• Task directions
Two lines in the data below mark the range: the one with "Self::default()" and the one with "Ok((table.column_index(c, Stage::Cleaner)?, *s)))". Return both, along with every line between them, exactly.

Stored data:
%%

use covid_rates::{
	extract_observations, first_wave_cutoff, load_csv_path, rank_early_impact, rate_pivot,
	render_svg, sum_by_key, write_ranking_path, write_tidy_path, Chart, Cleaner, DateFormat,
	Layer, Normaliser, ObservationColumns, PopulationLookup, Schema,
};


static SEX: &'static str = "Persons";


fn deaths_schema() -> Schema {
	Schema::new()
		.date("Week ending", DateFormat::DayMonthYear)
		.text("Sex")
		.text("Region")
		.number("Deaths")
}

fn population_schema() -> Schema {
	Schema::new()
		.text("Region")
		.number("Population")
}

fn main() -> Result<(), Box<dyn std::error::Error>> {
	covid_rates::init_logging();
	let argv: Vec<String> = std::env::args().collect();
	let deathsfile = &argv[1];
	let populationfile = &argv[2];
	let outfile = &argv[3];
	let tidyfile = argv.get(4);
	let rankingfile = argv.get(5);

	println!("loading weekly deaths ...");
	let deaths = load_csv_path(deathsfile, &deaths_schema())?;
	let deaths = Cleaner::new()
		.equals("Sex", SEX)
		.flag_negative("Deaths")
		.apply(deaths)?;
	let obs = sum_by_key(extract_observations(
		&deaths,
		&ObservationColumns::new("Region", "Week ending", "Deaths"),
	)?);

	println!("loading population ...");
	let population = load_csv_path(populationfile, &population_schema())?;
	let population = PopulationLookup::from_table(&population, "Region", "Population")?;

	println!("normalising {} observations ...", obs.len());
	let rates = Normaliser::per_100k(&population).normalise(obs);
	let ranking = rank_early_impact(&rates, first_wave_cutoff());

	println!("rendering ...");
	let chart = Chart::new("Weekly deaths per 100,000 by region")
		.x_label("Week ending")
		.y_label("Region")
		.size(1280, 720)
		.with_layer(Layer::Tiles(rate_pivot(&rates)))
		.with_category_order(&ranking.category_order())
		.with_marker(first_wave_cutoff(), "end of first wave");
	render_svg(&chart, outfile)?;

	if let Some(path) = tidyfile {
		println!("writing tidy table ...");
		write_tidy_path(&rates, path)?;
	}
	if let Some(path) = rankingfile {
		println!("writing ranking ...");
		write_ranking_path(&ranking, path)?;
	}
	Ok(())
}
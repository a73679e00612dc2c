use chrono::Weekday;

use covid_rates::{
	early_cutoff, extract_observations, first_wave_cutoff, load_csv_path, load_json_path,
	rank_early_impact, rate_pivot, regroup_into_bands, render_svg, resample_weekly, AgeBand,
	Chart, Cleaner, ColumnKind, Combine, DateFormat, JsonSchema, Layer, Normaliser,
	ObservationColumns, PopulationLookup, Schema, PERCENT,
};


static RECORDS: &'static str = "/body";
static WEEK_ENDS: Weekday = Weekday::Sun;
// ranking window, counted from the first reported day
static EARLY_DAYS: i64 = 56;

static AGE_BANDS: [AgeBand; 10] = [
	AgeBand{low: 12, high: Some(15)},
	AgeBand{low: 16, high: Some(17)},
	AgeBand{low: 18, high: Some(24)},
	AgeBand{low: 25, high: Some(29)},
	AgeBand{low: 30, high: Some(39)},
	AgeBand{low: 40, high: Some(49)},
	AgeBand{low: 50, high: Some(59)},
	AgeBand{low: 60, high: Some(69)},
	AgeBand{low: 70, high: Some(79)},
	AgeBand{low: 80, high: None},
];


fn vaccination_schema() -> JsonSchema {
	JsonSchema::new(
		RECORDS,
		Schema::new()
			.date("date", DateFormat::EpochMillis)
			.text("age")
			.column_from("first doses", "/metric/cumPeopleVaccinatedFirstDose", ColumnKind::Number),
	)
}

fn pyramid_schema() -> Schema {
	Schema::new()
		.text("Age")
		.number("Population")
}

fn main() -> Result<(), Box<dyn std::error::Error>> {
	covid_rates::init_logging();
	let argv: Vec<String> = std::env::args().collect();
	let payloadfile = &argv[1];
	let pyramidfile = &argv[2];
	let outfile = &argv[3];

	println!("loading vaccination payload ...");
	let doses = load_json_path(payloadfile, &vaccination_schema())?;
	let doses = Cleaner::new().flag_negative("first doses").apply(doses)?;
	let obs = extract_observations(&doses, &ObservationColumns::new("age", "date", "first doses"))?;
	let obs = regroup_into_bands(obs, &AGE_BANDS[..]);
	// cumulative counts: the value at the end of each week
	let obs = resample_weekly(obs, WEEK_ENDS, Combine::Last);

	println!("loading population pyramid ...");
	let pyramid = load_csv_path(pyramidfile, &pyramid_schema())?;
	let population = PopulationLookup::from_pyramid(&pyramid, "Age", "Population", &AGE_BANDS[..])?;

	let uptake = Normaliser::per_population(&population, PERCENT).normalise(obs);
	let cutoff = early_cutoff(&uptake, EARLY_DAYS).unwrap_or_else(first_wave_cutoff);
	println!("ranking on uptake before {} ...", cutoff);
	let ranking = rank_early_impact(&uptake, cutoff);

	println!("rendering ...");
	let chart = Chart::new("First dose uptake by age")
		.x_label("Week ending")
		.y_label("% of age band with a first dose")
		.with_layer(Layer::Lines(rate_pivot(&uptake)))
		.with_category_order(&ranking.category_order())
		.with_marker(cutoff, "end of ranking window");
	render_svg(&chart, outfile)?;
	Ok(())
}
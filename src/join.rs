use log::{debug, warn};

use super::observation::Observation;
use super::population::PopulationLookup;


/// What happens to a left row without a partner on the right.
#[derive(Debug, Clone, Copy, PartialEq, Eq)]
pub enum Unmatched {
	Drop,
	KeepAsMissing,
}

/// Join `left` rows to a keyed lookup.
///
/// `key` extracts the join key of a left row, `lookup` resolves it. Rows
/// whose key does not resolve are dropped or kept with `None` according to
/// `unmatched`. Left order is preserved.
pub fn join_by_key<L, R, F, G>(left: Vec<L>, key: F, lookup: G, unmatched: Unmatched) -> Vec<(L, Option<R>)>
	where F: Fn(&L) -> &str,
	      G: Fn(&str) -> Option<R>,
{
	let n = left.len();
	let mut misses = 0usize;
	let mut result = Vec::with_capacity(n);
	for row in left.into_iter() {
		let partner = lookup(key(&row));
		if partner.is_none() {
			misses += 1;
			if unmatched == Unmatched::Drop {
				continue
			}
		}
		result.push((row, partner));
	}
	if misses > 0 {
		match unmatched {
			Unmatched::Drop => warn!("join dropped {} of {} row(s) without a match", misses, n),
			Unmatched::KeepAsMissing => debug!("join kept {} of {} row(s) without a match", misses, n),
		}
	}
	result
}

/// Attach each observation's raw population.
pub fn join_population(obs: Vec<Observation>, population: &PopulationLookup, unmatched: Unmatched) -> Vec<(Observation, Option<f64>)> {
	join_by_key(obs, |o| &o.group[..], |g| population.get(g), unmatched)
}
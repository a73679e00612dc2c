use log::{debug, info};

use smartstring::alias::{String as SmartString};

use super::calendar::parse_date;
use super::cell::{Field, MissingReason, MissingTally};
use super::error::{Result, Stage};
use super::table::{ColumnKind, Table};


#[derive(Debug, Clone, PartialEq)]
pub enum Predicate {
	Equals(SmartString, SmartString),
	NotEquals(SmartString, SmartString),
	OneOf(SmartString, Vec<SmartString>),
}

impl Predicate {
	fn column(&self) -> &str {
		match self {
			Self::Equals(c, _) | Self::NotEquals(c, _) | Self::OneOf(c, _) => &c[..],
		}
	}

	fn matches(&self, field: &Field) -> bool {
		let v = match field.as_text() {
			Some(v) => v,
			None => return false,
		};
		match self {
			Self::Equals(_, want) => v == &want[..],
			Self::NotEquals(_, unwanted) => v != &unwanted[..],
			Self::OneOf(_, set) => set.iter().any(|s| &s[..] == v),
		}
	}
}


/// Which numeric values are known-bad markers rather than counts.
#[derive(Debug, Clone, Copy, PartialEq)]
pub enum Sentinel {
	AnyNegative,
	Exactly(f64),
}

impl Sentinel {
	fn matches(&self, v: f64) -> bool {
		match self {
			Self::AnyNegative => v < 0.,
			Self::Exactly(s) => v == *s,
		}
	}
}


/// Row filter and field fixer applied between loading and extraction.
///
/// All predicates must hold for a row to be kept. Date columns are parsed
/// according to their declared format, unparseable dates become missing.
#[derive(Debug, Clone, Default)]
pub struct Cleaner {
	predicates: Vec<Predicate>,
	sentinels: Vec<(SmartString, Sentinel)>,
}

impl Cleaner {
	pub fn new() -> Self {
		Self::default()
	}

	pub fn equals(mut self, column: &str, value: &str) -> Self {
		self.predicates.push(Predicate::Equals(column.into(), value.into()));
		self
	}

	pub fn not_equals(mut self, column: &str, value: &str) -> Self {
		self.predicates.push(Predicate::NotEquals(column.into(), value.into()));
		self
	}

	pub fn one_of(mut self, column: &str, values: &[&str]) -> Self {
		self.predicates.push(Predicate::OneOf(
			column.into(),
			values.iter().map(|v| (*v).into()).collect(),
		));
		self
	}

	pub fn flag_negative(mut self, column: &str) -> Self {
		self.sentinels.push((column.into(), Sentinel::AnyNegative));
		self
	}

	pub fn flag_sentinel(mut self, column: &str, value: f64) -> Self {
		self.sentinels.push((column.into(), Sentinel::Exactly(value)));
		self
	}

	pub fn apply(&self, table: Table) -> Result<Table> {
		let predicates = self.predicates.iter()
			.map(|p| Ok((table.column_index(p.column(), Stage::Cleaner)?, p)))
			.collect::<Result<Vec<_>>>()?;
		let sentinels = self.sentinels.iter()
			.map(|(c, s)| Ok((table.column_index(c, Stage::Cleaner)?, *s)))
			.collect::<Result<Vec<_>>>()?;
		let date_columns: Vec<_> = table.columns().iter().enumerate()
			.filter_map(|(i, c)| match c.kind() {
				ColumnKind::Date(fmt) => Some((i, fmt)),
				_ => None,
			})
			.collect();

		let n_in = table.len();
		let mut fixed = MissingTally::new();
		let (columns, rows) = table.into_parts();
		let mut kept = Vec::with_capacity(rows.len());
		for mut row in rows.into_iter() {
			if !predicates.iter().all(|(i, p)| p.matches(&row[*i])) {
				continue
			}
			for (i, fmt) in date_columns.iter() {
				let parsed = match &row[*i] {
					Field::Text(s) => match parse_date(s, *fmt) {
						Some(d) => Field::Date(d),
						None => {
							debug!("unparseable date {:?} in column {}", s, columns[*i].name());
							Field::Missing(MissingReason::Unparseable)
						},
					},
					_ => continue,
				};
				fixed.observe(&parsed);
				row[*i] = parsed;
			}
			for (i, sentinel) in sentinels.iter() {
				if let Field::Number(v) = row[*i] {
					if sentinel.matches(v) {
						row[*i] = Field::Missing(MissingReason::NegativeSentinel);
						fixed.record(MissingReason::NegativeSentinel);
					}
				}
			}
			kept.push(row);
		}
		info!("cleaner kept {} of {} rows", kept.len(), n_in);
		fixed.report("cleaner");
		Ok(Table::from_parts(columns, kept))
	}
}
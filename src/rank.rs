use std::cmp::Ordering;
use std::collections::HashMap;

use chrono::{Duration, NaiveDate};

use log::{debug, info};

use serde::{Deserialize, Serialize};

use super::normalise::NormalisedObservation;
use super::observation::GroupId;


#[derive(Debug, Clone, PartialEq, Serialize, Deserialize)]
pub struct ImpactRank {
	pub rank: usize,
	pub group: GroupId,
	pub mean_early_rate: Option<f64>,
}


/// Groups ordered by their mean rate in the early window, lowest first.
#[derive(Debug, Clone, PartialEq, Default)]
pub struct Ranking {
	entries: Vec<ImpactRank>,
}

fn compare_means(a: Option<f64>, b: Option<f64>) -> Ordering {
	match (a, b) {
		(Some(a), Some(b)) => a.partial_cmp(&b).unwrap_or(Ordering::Equal),
		(Some(_), None) => Ordering::Less,
		(None, Some(_)) => Ordering::Greater,
		(None, None) => Ordering::Equal,
	}
}

impl Ranking {
	/// Rebuild a ranking from stored entries, e.g. read back from disk.
	pub fn from_entries(mut entries: Vec<ImpactRank>) -> Self {
		entries.sort_by_key(|e| e.rank);
		Self{entries}
	}

	pub fn entries(&self) -> &[ImpactRank] {
		&self.entries[..]
	}

	/// Group ids in rank order, for use as a chart's category axis.
	pub fn category_order(&self) -> Vec<GroupId> {
		self.entries.iter().map(|e| e.group.clone()).collect()
	}

	pub fn get(&self, group: &str) -> Option<&ImpactRank> {
		self.entries.iter().find(|e| &e.group[..] == group)
	}

	pub fn rank_of(&self, group: &str) -> Option<usize> {
		self.get(group).map(|e| e.rank)
	}

	pub fn len(&self) -> usize {
		self.entries.len()
	}

	pub fn is_empty(&self) -> bool {
		self.entries.is_empty()
	}
}


/// Rank groups by their mean rate over all dates strictly before `cutoff`.
///
/// Missing rates are ignored; a group without any rate in the window has a
/// missing mean and sorts after every group with one. Ties keep the order in
/// which groups first appear in `obs`. Categories are pooled.
pub fn rank_early_impact(obs: &[NormalisedObservation], cutoff: NaiveDate) -> Ranking {
	let mut order: Vec<GroupId> = Vec::new();
	let mut accum: HashMap<GroupId, (f64, usize)> = HashMap::new();
	for o in obs {
		if !accum.contains_key(&o.group) {
			order.push(o.group.clone());
			accum.insert(o.group.clone(), (0., 0));
		}
		if o.date >= cutoff {
			continue
		}
		let rate = match o.rate {
			Some(r) if r.is_finite() => r,
			_ => continue,
		};
		if let Some(slot) = accum.get_mut(&o.group) {
			slot.0 += rate;
			slot.1 += 1;
		}
	}

	let mut means: Vec<(GroupId, Option<f64>)> = order.into_iter().map(|g| {
		let mean = match accum.get(&g) {
			Some((sum, n)) if *n > 0 => Some(sum / *n as f64),
			_ => None,
		};
		(g, mean)
	}).collect();
	// stable, so ties keep first-appearance order
	means.sort_by(|a, b| compare_means(a.1, b.1));

	let entries: Vec<ImpactRank> = means.into_iter().enumerate().map(|(i, (group, mean_early_rate))| {
		debug!("rank {} for {} (early mean {:?})", i + 1, group, mean_early_rate);
		ImpactRank{
			rank: i + 1,
			group,
			mean_early_rate,
		}
	}).collect();
	info!("ranked {} group(s) on rates before {}", entries.len(), cutoff);
	Ranking{entries}
}

/// First observed date plus `days`, for windows given as a length.
pub fn early_cutoff(obs: &[NormalisedObservation], days: i64) -> Option<NaiveDate> {
	let first = obs.iter().map(|o| o.date).min()?;
	first.checked_add_signed(Duration::days(days))
}
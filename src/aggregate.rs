use std::collections::HashMap;

use chrono::{NaiveDate, Weekday};

use log::{debug, warn};

use smartstring::alias::{String as SmartString};

use super::calendar::{week_ending, Calendar};
use super::observation::{GroupId, Observation};


/// Add two possibly-missing values. A missing addend makes the sum missing.
#[inline(always)]
pub fn strict_sum(a: Option<f64>, b: Option<f64>) -> Option<f64> {
	Some(a? + b?)
}

type ObservationKey = (GroupId, NaiveDate, Option<SmartString>);

fn key_of(o: &Observation) -> ObservationKey {
	(o.group.clone(), o.date, o.category.clone())
}

/// How rows falling into the same slot are combined.
#[derive(Debug, Clone, Copy, PartialEq, Eq)]
pub enum Combine {
	/// add them up (flows: deaths per day, admissions per day)
	Sum,
	/// keep the latest by date (stocks: cumulative doses, occupied beds)
	Last,
}

/// Merge observations sharing group, date and category by summing them.
///
/// Output order follows the first appearance of each key.
pub fn sum_by_key(obs: Vec<Observation>) -> Vec<Observation> {
	let mut index: HashMap<ObservationKey, usize> = HashMap::new();
	let mut result: Vec<Observation> = Vec::with_capacity(obs.len());
	for o in obs.into_iter() {
		let k = key_of(&o);
		match index.get(&k) {
			Some(i) => {
				let acc = &mut result[*i];
				acc.value = strict_sum(acc.value, o.value);
			},
			None => {
				index.insert(k, result.len());
				result.push(o);
			},
		}
	}
	result
}

/// Move every observation to a new group (or drop it) and sum what collides.
pub fn regroup<F: Fn(&str) -> Option<GroupId>>(obs: Vec<Observation>, f: F) -> Vec<Observation> {
	let mut dropped = 0usize;
	let moved: Vec<Observation> = obs.into_iter().filter_map(|mut o| {
		match f(&o.group[..]) {
			Some(g) => {
				o.group = g;
				Some(o)
			},
			None => {
				dropped += 1;
				None
			},
		}
	}).collect();
	if dropped > 0 {
		debug!("regroup dropped {} observation(s) without a target group", dropped);
	}
	sum_by_key(moved)
}

/// Align daily observations onto week-ending dates.
pub fn resample_weekly(obs: Vec<Observation>, ending: Weekday, how: Combine) -> Vec<Observation> {
	match how {
		Combine::Sum => {
			let shifted = obs.into_iter().map(|mut o| {
				o.date = week_ending(o.date, ending);
				o
			}).collect();
			sum_by_key(shifted)
		},
		Combine::Last => {
			let mut index: HashMap<ObservationKey, usize> = HashMap::new();
			let mut result: Vec<(NaiveDate, Observation)> = Vec::new();
			for mut o in obs.into_iter() {
				let original = o.date;
				o.date = week_ending(o.date, ending);
				let k = key_of(&o);
				match index.get(&k) {
					Some(i) => {
						let slot = &mut result[*i];
						if original >= slot.0 {
							*slot = (original, o);
						}
					},
					None => {
						index.insert(k, result.len());
						result.push((original, o));
					},
				}
			}
			result.into_iter().map(|(_, o)| o).collect()
		},
	}
}

/// Keep only observations that sit on a slot of `calendar`.
pub fn to_calendar(obs: Vec<Observation>, calendar: &Calendar) -> Vec<Observation> {
	let n = obs.len();
	let kept: Vec<Observation> = obs.into_iter()
		.filter(|o| calendar.index_of(o.date).is_some())
		.collect();
	if kept.len() < n {
		warn!("{} observation(s) fall outside the calendar axis starting {}", n - kept.len(), calendar.start());
	}
	kept
}


/// Wide view: one row per date, one column per group.
#[derive(Debug, Clone, PartialEq)]
pub struct Pivot {
	dates: Vec<NaiveDate>,
	groups: Vec<GroupId>,
	cells: Vec<Vec<Option<f64>>>,
}

impl Pivot {
	/// Build from (group, date, value) triples. Dates are sorted ascending,
	/// groups keep their first-appearance order, duplicates are summed.
	pub fn from_triples<I: IntoIterator<Item = (GroupId, NaiveDate, Option<f64>)>>(triples: I) -> Self {
		let triples: Vec<_> = triples.into_iter().collect();
		let mut groups: Vec<GroupId> = Vec::new();
		let mut group_index: HashMap<GroupId, usize> = HashMap::new();
		let mut dates: Vec<NaiveDate> = triples.iter().map(|t| t.1).collect();
		dates.sort();
		dates.dedup();
		for (g, _, _) in triples.iter() {
			if !group_index.contains_key(g) {
				group_index.insert(g.clone(), groups.len());
				groups.push(g.clone());
			}
		}

		let mut cells = vec![vec![None; groups.len()]; dates.len()];
		let mut filled = vec![vec![false; groups.len()]; dates.len()];
		for (g, d, v) in triples.into_iter() {
			// both lookups succeed, the indices were built from the same triples
			let row = match dates.binary_search(&d) {
				Ok(i) => i,
				Err(_) => continue,
			};
			let col = match group_index.get(&g) {
				Some(i) => *i,
				None => continue,
			};
			if filled[row][col] {
				cells[row][col] = strict_sum(cells[row][col], v);
			} else {
				cells[row][col] = v;
				filled[row][col] = true;
			}
		}
		Self{dates, groups, cells}
	}

	/// Reorder the group columns. Groups not named in `order` keep their
	/// relative position after the named ones; unknown names are ignored.
	pub fn reordered(&self, order: &[GroupId]) -> Self {
		let mut perm: Vec<usize> = order.iter()
			.filter_map(|g| self.groups.iter().position(|h| h == g))
			.collect();
		for i in 0..self.groups.len() {
			if !perm.contains(&i) {
				perm.push(i);
			}
		}
		Self{
			dates: self.dates.clone(),
			groups: perm.iter().map(|i| self.groups[*i].clone()).collect(),
			cells: self.cells.iter().map(|row| perm.iter().map(|i| row[*i]).collect()).collect(),
		}
	}

	pub fn dates(&self) -> &[NaiveDate] {
		&self.dates[..]
	}

	pub fn groups(&self) -> &[GroupId] {
		&self.groups[..]
	}

	pub fn get(&self, date_index: usize, group_index: usize) -> Option<f64> {
		*self.cells.get(date_index)?.get(group_index)?
	}

	pub fn column(&self, group_index: usize) -> impl Iterator<Item = (NaiveDate, Option<f64>)> + '_ {
		self.dates.iter().zip(self.cells.iter()).map(move |(d, row)| (*d, row[group_index]))
	}

	/// Smallest and largest present value, if any.
	pub fn value_range(&self) -> Option<(f64, f64)> {
		let mut range: Option<(f64, f64)> = None;
		for v in self.cells.iter().flat_map(|r| r.iter()).filter_map(|v| *v) {
			if !v.is_finite() {
				continue
			}
			range = Some(match range {
				None => (v, v),
				Some((lo, hi)) => (lo.min(v), hi.max(v)),
			});
		}
		range
	}

	pub fn is_empty(&self) -> bool {
		self.dates.is_empty() || self.groups.is_empty()
	}
}

/// Pivot observation values, ignoring categories.
pub fn pivot(obs: &[Observation]) -> Pivot {
	Pivot::from_triples(obs.iter().map(|o| (o.group.clone(), o.date, o.value)))
}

%%

• Result for this task
		Self::default()
	}

	pub fn equals(mut self, column: &str, value: &str) -> Self {
		self.predicates.push(Predicate::Equals(column.into(), value.into()));
		self
	}

	pub fn not_equals(mut self, column: &str, value: &str) -> Self {
		self.predicates.push(Predicate::NotEquals(column.into(), value.into()));
		self
	}

	pub fn one_of(mut self, column: &str, values: &[&str]) -> Self {
		self.predicates.push(Predicate::OneOf(
			column.into(),
			values.iter().map(|v| (*v).into()).collect(),
		));
		self
	}

	pub fn flag_negative(mut self, column: &str) -> Self {
		self.sentinels.push((column.into(), Sentinel::AnyNegative));
		self
	}

	pub fn flag_sentinel(mut self, column: &str, value: f64) -> Self {
		self.sentinels.push((column.into(), Sentinel::Exactly(value)));
		self
	}

	pub fn apply(&self, table: Table) -> Result<Table> {
		let predicates = self.predicates.iter()
			.map(|p| Ok((table.column_index(p.column(), Stage::Cleaner)?, p)))
			.collect::<Result<Vec<_>>>()?;
		let sentinels = self.sentinels.iter()
			.map(|(c, s)| Ok((table.column_index(c, Stage::Cleaner)?, *s)))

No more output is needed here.